BEGIN

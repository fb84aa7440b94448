//! Grouping defaults: salary limit, target leader count, and server bind address.
//!
//! Resolution order: built-in defaults, then `paygroups.yaml` (or an explicit
//! file), then `PAYGROUPS_*` environment variables. CLI flags are applied on
//! top by the caller.

use std::fs;
use std::path::Path;

use serde::{Deserialize, Serialize};
use thiserror::Error;
use tracing::debug;

pub const DEFAULT_CONFIG_PATH: &str = "paygroups.yaml";
pub const DEFAULT_LIMIT: u64 = 48_500;
pub const DEFAULT_LEADER_COUNT: usize = 15;
pub const DEFAULT_BIND_ADDR: &str = "127.0.0.1:3000";

pub const ENV_LIMIT: &str = "PAYGROUPS_LIMIT";
pub const ENV_LEADER_COUNT: &str = "PAYGROUPS_LEADER_COUNT";
pub const ENV_BIND: &str = "PAYGROUPS_BIND";

#[derive(Debug, Clone, PartialEq, Eq, Serialize, Deserialize)]
#[serde(default)]
pub struct GroupingConfig {
    /// Maximum total salary of any one group.
    pub limit: u64,
    /// Number of leaders (and therefore groups) a caller must supply.
    pub leader_count: usize,
    pub bind_addr: String,
}

impl Default for GroupingConfig {
    fn default() -> Self {
        Self {
            limit: DEFAULT_LIMIT,
            leader_count: DEFAULT_LEADER_COUNT,
            bind_addr: DEFAULT_BIND_ADDR.to_string(),
        }
    }
}

#[derive(Debug, Error)]
pub enum ConfigError {
    #[error("unable to read config '{path}': {source}")]
    Read {
        path: String,
        #[source]
        source: std::io::Error,
    },
    #[error("unable to parse config '{path}': {source}")]
    Parse {
        path: String,
        #[source]
        source: serde_yaml::Error,
    },
    #[error("invalid {name} '{value}' in environment")]
    Env { name: &'static str, value: String },
    #[error("limit must be greater than zero")]
    ZeroLimit,
    #[error("leader count must be greater than zero")]
    ZeroLeaderCount,
}

impl GroupingConfig {
    /// Load from `path`, or from [`DEFAULT_CONFIG_PATH`] when it exists, then
    /// apply environment overrides. An explicit path that cannot be read is an error.
    ///
    /// Values are not validated here; callers layer their own overrides first
    /// and then call [`GroupingConfig::validate`].
    pub fn load(path: Option<&Path>) -> Result<Self, ConfigError> {
        let mut config = match path {
            Some(path) => Self::from_file(path)?,
            None if Path::new(DEFAULT_CONFIG_PATH).is_file() => {
                Self::from_file(Path::new(DEFAULT_CONFIG_PATH))?
            }
            None => Self::default(),
        };
        config.apply_overrides(|name| std::env::var(name).ok())?;
        debug!(?config, "configuration loaded");
        Ok(config)
    }

    pub fn from_file(path: &Path) -> Result<Self, ConfigError> {
        let raw = fs::read_to_string(path).map_err(|source| ConfigError::Read {
            path: path.display().to_string(),
            source,
        })?;
        Self::from_yaml(&raw).map_err(|source| ConfigError::Parse {
            path: path.display().to_string(),
            source,
        })
    }

    pub fn from_yaml(raw: &str) -> Result<Self, serde_yaml::Error> {
        if raw.trim().is_empty() {
            return Ok(Self::default());
        }
        serde_yaml::from_str(raw)
    }

    /// Override fields from `lookup`, keyed by the `PAYGROUPS_*` variable names.
    pub fn apply_overrides<F>(&mut self, lookup: F) -> Result<(), ConfigError>
    where
        F: Fn(&str) -> Option<String>,
    {
        if let Some(value) = lookup(ENV_LIMIT) {
            self.limit = value.trim().parse().map_err(|_| ConfigError::Env {
                name: ENV_LIMIT,
                value: value.clone(),
            })?;
        }
        if let Some(value) = lookup(ENV_LEADER_COUNT) {
            self.leader_count = value.trim().parse().map_err(|_| ConfigError::Env {
                name: ENV_LEADER_COUNT,
                value: value.clone(),
            })?;
        }
        if let Some(value) = lookup(ENV_BIND) {
            let value = value.trim();
            if !value.is_empty() {
                self.bind_addr = value.to_string();
            }
        }
        Ok(())
    }

    pub fn validate(&self) -> Result<(), ConfigError> {
        if self.limit == 0 {
            return Err(ConfigError::ZeroLimit);
        }
        if self.leader_count == 0 {
            return Err(ConfigError::ZeroLeaderCount);
        }
        Ok(())
    }
}
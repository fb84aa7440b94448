//! Getting employees and leaders into shape before grouping: manual entry,
//! workbook/CSV import, and the caller-side input checks.

pub mod entry;
pub mod import;
pub mod validate;
//! Storage of extracted bills next to their original PDFs.

use std::fs;
use std::path::{Path, PathBuf};

use chrono::{DateTime, Utc};
use serde::{Deserialize, Serialize};
use tracing::{debug, warn};

use crate::error::StoreError;
use crate::models::invoice::InvoiceFields;

/// Result type for store operations.
pub type Result<T> = std::result::Result<T, StoreError>;

/// A persisted bill.
#[derive(Debug, Clone, PartialEq, Serialize, Deserialize)]
#[serde(rename_all = "camelCase")]
pub struct StoredInvoice {
    pub id: u64,

    #[serde(flatten)]
    pub fields: InvoiceFields,

    /// File name of the stored PDF, relative to the store directory.
    #[serde(skip_serializing_if = "Option::is_none")]
    pub pdf_file: Option<String>,

    /// Name of the file the bill was read from.
    #[serde(skip_serializing_if = "Option::is_none")]
    pub source_name: Option<String>,

    pub created_at: DateTime<Utc>,
    pub updated_at: DateTime<Utc>,
}

/// Persistence collaborator for extracted bills.
pub trait InvoiceStore {
    /// Persist a record, optionally with the original PDF bytes.
    fn save(&self, fields: &InvoiceFields, pdf: Option<&[u8]>, source_name: Option<&str>) -> Result<StoredInvoice>;

    /// Fetch one record.
    fn get(&self, id: u64) -> Result<StoredInvoice>;

    /// All records, ordered by id.
    fn list(&self) -> Result<Vec<StoredInvoice>>;

    /// Records of one client, ordered by id.
    fn find_by_client(&self, client_number: &str) -> Result<Vec<StoredInvoice>> {
        Ok(self
            .list()?
            .into_iter()
            .filter(|r| r.fields.client_number == client_number)
            .collect())
    }

    /// Original PDF bytes of a record, if they were kept.
    fn load_pdf(&self, id: u64) -> Result<Option<Vec<u8>>>;
}

/// Store keeping `<id>.json` and `<id>.pdf` files in one directory.
pub struct DirectoryStore {
    root: PathBuf,
}

impl DirectoryStore {
    /// Open (and create if needed) a store directory.
    pub fn open(root: impl Into<PathBuf>) -> Result<Self> {
        let root = root.into();
        fs::create_dir_all(&root)?;
        Ok(Self { root })
    }

    pub fn root(&self) -> &Path {
        &self.root
    }

    fn record_path(&self, id: u64) -> PathBuf {
        self.root.join(format!("{}.json", id))
    }

    fn pdf_name(id: u64) -> String {
        format!("{}.pdf", id)
    }

    fn record_ids(&self) -> Result<Vec<u64>> {
        let mut ids = Vec::new();
        for entry in fs::read_dir(&self.root)? {
            let path = entry?.path();
            if path.extension().and_then(|e| e.to_str()) != Some("json") {
                continue;
            }
            match path.file_stem().and_then(|s| s.to_str()).map(str::parse::<u64>) {
                Some(Ok(id)) => ids.push(id),
                _ => debug!("Skipping unrelated file {}", path.display()),
            }
        }
        ids.sort_unstable();
        Ok(ids)
    }

    fn read_record(&self, path: &Path) -> Result<StoredInvoice> {
        let content = fs::read_to_string(path)?;
        serde_json::from_str(&content).map_err(|source| StoreError::Serialization {
            path: path.display().to_string(),
            source,
        })
    }

    fn write_record(&self, record: &StoredInvoice) -> Result<()> {
        let path = self.record_path(record.id);
        let content = serde_json::to_string_pretty(record).map_err(|source| StoreError::Serialization {
            path: path.display().to_string(),
            source,
        })?;
        fs::write(&path, content)?;
        Ok(())
    }
}

impl InvoiceStore for DirectoryStore {
    fn save(&self, fields: &InvoiceFields, pdf: Option<&[u8]>, source_name: Option<&str>) -> Result<StoredInvoice> {
        let id = self.record_ids()?.last().map_or(1, |last| last + 1);

        let pdf_file = match pdf {
            Some(bytes) => {
                let name = Self::pdf_name(id);
                fs::write(self.root.join(&name), bytes)?;
                Some(name)
            }
            None => None,
        };

        let now = Utc::now();
        let record = StoredInvoice {
            id,
            fields: fields.clone(),
            pdf_file,
            source_name: source_name.map(str::to_string),
            created_at: now,
            updated_at: now,
        };
        self.write_record(&record)?;

        debug!("Stored invoice {} for client {}", id, record.fields.client_number);
        Ok(record)
    }

    fn get(&self, id: u64) -> Result<StoredInvoice> {
        let path = self.record_path(id);
        if !path.exists() {
            return Err(StoreError::NotFound(id));
        }
        self.read_record(&path)
    }

    fn list(&self) -> Result<Vec<StoredInvoice>> {
        let mut records = Vec::new();
        for id in self.record_ids()? {
            match self.read_record(&self.record_path(id)) {
                Ok(record) => records.push(record),
                Err(e) => warn!("Skipping unreadable record {}: {}", id, e),
            }
        }
        Ok(records)
    }

    fn load_pdf(&self, id: u64) -> Result<Option<Vec<u8>>> {
        let record = self.get(id)?;
        match record.pdf_file {
            Some(name) => Ok(Some(fs::read(self.root.join(name))?)),
            None => Ok(None),
        }
    }
}

#[cfg(test)]
mod tests {
    use super::*;
    use pretty_assertions::assert_eq;
    use rust_decimal::Decimal;

    fn bill(client: &str, month: &str) -> InvoiceFields {
        InvoiceFields {
            client_number: client.to_string(),
            reference_month: month.to_string(),
            energia_compensada_valor: Decimal::new(-23399, 2),
            economia_gd: Decimal::new(23399, 2),
            ..InvoiceFields::default()
        }
    }

    #[test]
    fn test_save_and_get() {
        let dir = tempfile::tempdir().unwrap();
        let store = DirectoryStore::open(dir.path()).unwrap();

        let saved = store
            .save(&bill("7204076116", "ABR/2024"), Some(b"%PDF-1.4 fake"), Some("abril.pdf"))
            .unwrap();
        assert_eq!(saved.id, 1);
        assert_eq!(saved.pdf_file.as_deref(), Some("1.pdf"));

        let loaded = store.get(1).unwrap();
        assert_eq!(loaded, saved);
        assert_eq!(store.load_pdf(1).unwrap(), Some(b"%PDF-1.4 fake".to_vec()));
    }

    #[test]
    fn test_ids_are_sequential() {
        let dir = tempfile::tempdir().unwrap();
        let store = DirectoryStore::open(dir.path()).unwrap();

        for month in ["JAN/2024", "FEV/2024", "MAR/2024"] {
            store.save(&bill("1", month), None, None).unwrap();
        }

        let ids: Vec<u64> = store.list().unwrap().iter().map(|r| r.id).collect();
        assert_eq!(ids, vec![1, 2, 3]);
        assert_eq!(store.load_pdf(2).unwrap(), None);
    }

    #[test]
    fn test_find_by_client() {
        let dir = tempfile::tempdir().unwrap();
        let store = DirectoryStore::open(dir.path()).unwrap();

        store.save(&bill("111", "JAN/2024"), None, None).unwrap();
        store.save(&bill("222", "JAN/2024"), None, None).unwrap();
        store.save(&bill("111", "FEV/2024"), None, None).unwrap();

        let found = store.find_by_client("111").unwrap();
        let months: Vec<&str> = found.iter().map(|r| r.fields.reference_month.as_str()).collect();
        assert_eq!(months, vec!["JAN/2024", "FEV/2024"]);
        assert!(store.find_by_client("999").unwrap().is_empty());
    }

    #[test]
    fn test_missing_record() {
        let dir = tempfile::tempdir().unwrap();
        let store = DirectoryStore::open(dir.path()).unwrap();
        assert!(matches!(store.get(42), Err(StoreError::NotFound(42))));
    }

    #[test]
    fn test_record_json_is_flat() {
        let dir = tempfile::tempdir().unwrap();
        let store = DirectoryStore::open(dir.path()).unwrap();
        store.save(&bill("7204076116", "ABR/2024"), None, None).unwrap();

        let raw = fs::read_to_string(dir.path().join("1.json")).unwrap();
        let json: serde_json::Value = serde_json::from_str(&raw).unwrap();
        assert_eq!(json["clientNumber"], "7204076116");
        assert_eq!(json["id"], 1);
        assert!(json.get("fields").is_none());
        assert!(json.get("createdAt").is_some());
    }
}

END

**TASK OBJECTIVE**.
Check each line above for the string "ZeroLimit" and return those that contain it.

**SOLUTION TO THIS EXERCISE**.
    ZeroLimit,
            return Err(ConfigError::ZeroLimit);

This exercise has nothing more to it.